* **TO DO**
Look through the entries below and show every line containing the word "Returns".

Collected data entries
//! Site configuration and its builder.

use std::path::{Path, PathBuf};

use jiff::tz::TimeZone;
use log::debug;
use serde::{Deserialize, Serialize};

use crate::{
    carousel::CarouselConfig,
    contact::DEFAULT_RECIPIENT,
    datetime::{DateFormatOptions, DEFAULT_TIME_ZONE},
    error::{Result, SiteError},
    text::Truncate,
};

/// Length of concert descriptions on listing cards.
pub const DEFAULT_SUMMARY_LENGTH: usize = 150;

/// Settings shared by every front end.
#[derive(Debug, Clone, PartialEq, Eq, Serialize, Deserialize)]
#[serde(default)]
pub struct SiteConfig {
    /// IANA time zone dates are displayed in
    pub time_zone: String,
    /// Address contact messages are sent to
    pub contact_recipient: String,
    /// Maximum length of description summaries
    pub summary_length: usize,
    pub carousel: CarouselConfig,
}

impl Default for SiteConfig {
    fn default() -> Self {
        Self {
            time_zone: DEFAULT_TIME_ZONE.to_string(),
            contact_recipient: DEFAULT_RECIPIENT.to_string(),
            summary_length: DEFAULT_SUMMARY_LENGTH,
            carousel: CarouselConfig::default(),
        }
    }
}

impl SiteConfig {
    pub fn date_options(&self) -> DateFormatOptions {
        DateFormatOptions::with_time_zone(self.time_zone.clone())
    }

    pub fn summary(&self) -> Truncate {
        Truncate::new(self.summary_length)
    }

    /// Checks values serde cannot.
    ///
    /// # Errors
    ///
    /// Returns `SiteError::InvalidInput` naming the first offending field.
    pub fn validate(&self) -> Result<()> {
        if let Err(e) = TimeZone::get(&self.time_zone) {
            return Err(SiteError::invalid_input("time_zone")
                .with_reason(format!("unknown time zone '{}': {e}", self.time_zone)));
        }
        if self.contact_recipient.trim().is_empty() {
            return Err(SiteError::invalid_input("contact_recipient").with_reason("must not be empty"));
        }
        if self.summary_length == 0 {
            return Err(SiteError::invalid_input("summary_length").with_reason("must be positive"));
        }
        if self.carousel.interval_ms == 0 {
            return Err(SiteError::invalid_input("carousel.interval_ms").with_reason("must be positive"));
        }
        Ok(())
    }
}

/// Builder for loading a [`SiteConfig`].
#[derive(Debug, Clone, Default)]
pub struct ConfigBuilder {
    config_path: Option<PathBuf>,
}

impl ConfigBuilder {
    /// Creates a new builder with default settings.
    pub fn new() -> Self {
        Self { config_path: None }
    }

    /// Sets a custom configuration file path.
    ///
    /// If not specified, uses XDG Base Directory specification:
    /// `$XDG_CONFIG_HOME/choeur/config.json` or `~/.config/choeur/config.json`
    pub fn with_config_path<P: AsRef<Path>>(mut self, path: Option<P>) -> Self {
        if let Some(path) = path {
            self.config_path = Some(path.as_ref().to_path_buf());
        }
        self
    }

    /// Loads and validates the configuration.
    ///
    /// A missing default file yields the defaults; a missing explicit file is
    /// an error.
    ///
    /// # Errors
    ///
    /// Returns `SiteError::FileSystem` if the file cannot be read
    /// Returns `SiteError::Serialization` if it is not valid JSON
    /// Returns `SiteError::InvalidInput` if a value is out of range
    pub fn build(self) -> Result<SiteConfig> {
        let config = match self.config_path {
            Some(path) => Self::load(&path)?,
            None => match Self::default_config_path() {
                Some(path) if path.exists() => Self::load(&path)?,
                _ => {
                    debug!("No configuration file, using defaults");
                    SiteConfig::default()
                }
            },
        };
        config.validate()?;
        Ok(config)
    }

    fn load(path: &Path) -> Result<SiteConfig> {
        debug!("Loading configuration from {}", path.display());
        let raw = std::fs::read_to_string(path).map_err(|e| SiteError::file_system(path, e))?;
        Ok(serde_json::from_str(&raw)?)
    }

    /// Returns the existing configuration file found by the XDG Base
    /// Directory lookup, if any.
    fn default_config_path() -> Option<PathBuf> {
        xdg::BaseDirectories::with_prefix("choeur").find_config_file("config.json")
    }
}

#[cfg(test)]
mod tests {
    use super::*;

    #[test]
    fn test_defaults_are_valid() {
        let config = SiteConfig::default();
        assert!(config.validate().is_ok());
        assert_eq!(config.time_zone, "Europe/Paris");
        assert_eq!(config.summary_length, 150);
        assert_eq!(config.carousel.interval_ms, 6000);
    }

    #[test]
    fn test_partial_file_keeps_defaults() {
        let config: SiteConfig =
            serde_json::from_str(r#"{"time_zone": "America/Montreal", "carousel": {"autoplay": false}}"#)
                .unwrap();
        assert_eq!(config.time_zone, "America/Montreal");
        assert!(!config.carousel.autoplay);
        assert_eq!(config.carousel.start_delay_ms, 1500);
        assert_eq!(config.contact_recipient, DEFAULT_RECIPIENT);
    }

    #[test]
    fn test_validate_rejects_unknown_time_zone() {
        let config = SiteConfig {
            time_zone: "Europe/Atlantis".to_string(),
            ..SiteConfig::default()
        };
        let err = config.validate().unwrap_err();
        assert!(err.to_string().contains("'time_zone'"));
    }

    #[test]
    fn test_validate_rejects_zero_interval() {
        let mut config = SiteConfig::default();
        config.carousel.interval_ms = 0;
        assert!(matches!(
            config.validate(),
            Err(SiteError::InvalidInput { field, .. }) if field == "carousel.interval_ms"
        ));
    }

    #[test]
    fn test_explicit_missing_file_is_an_error() {
        let temp_dir = tempfile::TempDir::new().unwrap();
        let result = ConfigBuilder::new()
            .with_config_path(Some(temp_dir.path().join("missing.json")))
            .build();
        assert!(matches!(result, Err(SiteError::FileSystem { .. })));
    }
}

* **SOLUTION TO THIS TASK**
    /// Returns `SiteError::InvalidInput` naming the first offending field.
    /// Returns `SiteError::FileSystem` if the file cannot be read
    /// Returns `SiteError::Serialization` if it is not valid JSON
    /// Returns `SiteError::InvalidInput` if a value is out of range
    /// Returns the existing configuration file found by the XDG Base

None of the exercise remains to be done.